During the time when I brushed up on the knowledge for the entrance exam to the university, though my parents know it is one of the most significant exams in my life, they do not put much pressure on me. They said that if I failed, it does not matter, I have to try to find other ways to reach the success in my life without a firm academic base. I know they expect a lot from me but they do not tell because they were afraid that too much pressure will cause counterproductive effects. When I enter into the university with high mar, they were really happy and they admitted that they really want me to enter into the university but they did not express this desire openly. I still feel it but I did not feel any significant pressure. Maybe it is the explanation for me to perform well in this exam. They attach much importance to our performance in academics but much more importance to the happiness of us. My parents often say that “There is a strong correlation between the happiness, the bright future and the academic success but there also exist the outliers. The importance here is you have to know how to deal with the real-life situation, and feel satisfied with life.”

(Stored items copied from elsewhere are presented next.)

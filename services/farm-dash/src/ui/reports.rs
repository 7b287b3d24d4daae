// services/farm-dash/src/ui/reports.rs
//
// Reports (export action plus yield summary) and the static farm map.

use farmkit::export::EXPORT_READINGS;
use farmkit::theme::{Palette, GREEN};
use ratatui::{prelude::*, widgets::*};

use super::components::{self, color, field_line};
use crate::app::App;

pub fn draw_reports(frame: &mut Frame, area: Rect, app: &App, palette: &Palette) {
    let dashboard = &app.session.dashboard;
    let [title, export, yields] = Layout::vertical([
        Constraint::Length(3),
        Constraint::Length(8),
        Constraint::Min(5),
    ])
    .areas(area);

    components::section_title(
        frame,
        title,
        "Reports & Analytics",
        "Generate detailed reports and download farm data",
        palette,
    );

    let last_export = app
        .last_export
        .as_ref()
        .map(|p| p.display().to_string())
        .unwrap_or_else(|| "none this session".to_string());

    let export_text = vec![
        Line::from(Span::styled(
            format!(
                "Exports weather, {} crops, the risk assessment and the last {} sensor readings as JSON.",
                dashboard.crops.len(),
                EXPORT_READINGS
            ),
            Style::default().fg(color(palette.muted)),
        )),
        Line::from(""),
        field_line("Directory", app.export_dir.display().to_string(), palette),
        field_line("Last export", last_export, palette),
        Line::from(""),
        Line::from(Span::styled(
            " [E] Export Data ",
            Style::default().fg(Color::White).bg(color(palette.accent)).bold(),
        )),
    ];
    frame.render_widget(
        Paragraph::new(export_text)
            .wrap(Wrap { trim: true })
            .block(components::card("Report Generation", palette)),
        export,
    );

    let rows: Vec<Row> = dashboard
        .crops
        .iter()
        .map(|crop| {
            Row::new(vec![
                Cell::from(crop.name.clone()),
                Cell::from(crop.area.map(|a| format!("{:.1} ha", a)).unwrap_or_else(|| "-".to_string())),
                Cell::from(Span::styled(
                    crop.yield_estimate.clone().unwrap_or_else(|| "pending".to_string()),
                    Style::default().fg(color(GREEN)),
                )),
                Cell::from(crop.expected_harvest.clone()),
            ])
        })
        .collect();

    let table = Table::new(
        rows,
        [
            Constraint::Length(14),
            Constraint::Length(9),
            Constraint::Length(20),
            Constraint::Min(10),
        ],
    )
    .header(
        Row::new(vec!["CROP", "AREA", "EXPECTED YIELD", "HARVEST"])
            .style(Style::default().fg(color(palette.heading)).bold())
            .bottom_margin(1),
    )
    .block(components::card("Yield & Production Report", palette));

    frame.render_widget(table, yields);
}

pub fn draw_map(frame: &mut Frame, area: Rect, palette: &Palette) {
    let [title, map] = Layout::vertical([Constraint::Length(3), Constraint::Min(5)]).areas(area);

    components::section_title(
        frame,
        title,
        "Farm Map & GIS",
        "View your farm layout, sensor locations, and crop distribution",
        palette,
    );

    let block = components::card("Interactive Farm Map", palette);
    let inner = block.inner(map);
    frame.render_widget(block, map);

    let placeholder = Paragraph::new(vec![
        Line::from(""),
        Line::from(Span::styled(
            "Map integration placeholder: sensor markers and crop sectors would be drawn here.",
            Style::default().fg(color(palette.muted)),
        )),
    ])
    .alignment(Alignment::Center)
    .wrap(Wrap { trim: true })
    .block(
        Block::default()
            .borders(Borders::ALL)
            .border_type(BorderType::Plain)
            .border_style(Style::default().fg(color(palette.border)).add_modifier(Modifier::DIM)),
    );
    frame.render_widget(placeholder, inner);
}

There are a lot of distinguishing methods of bringing up children, and each of them has its own advantages as well as disadvantages. Given the children’s ability, parents should choose appropriate methods. To some extent, I agree with the methods of Amy Chua, it is the punishment that can help educating children. However, all the punishments have to be not too harsh. It is better to associate the methods of the West and the East in children rearing.
P/S: After writing, I remember that today June 28 is the day for family in Vietnam:D
Happy Family’s Day!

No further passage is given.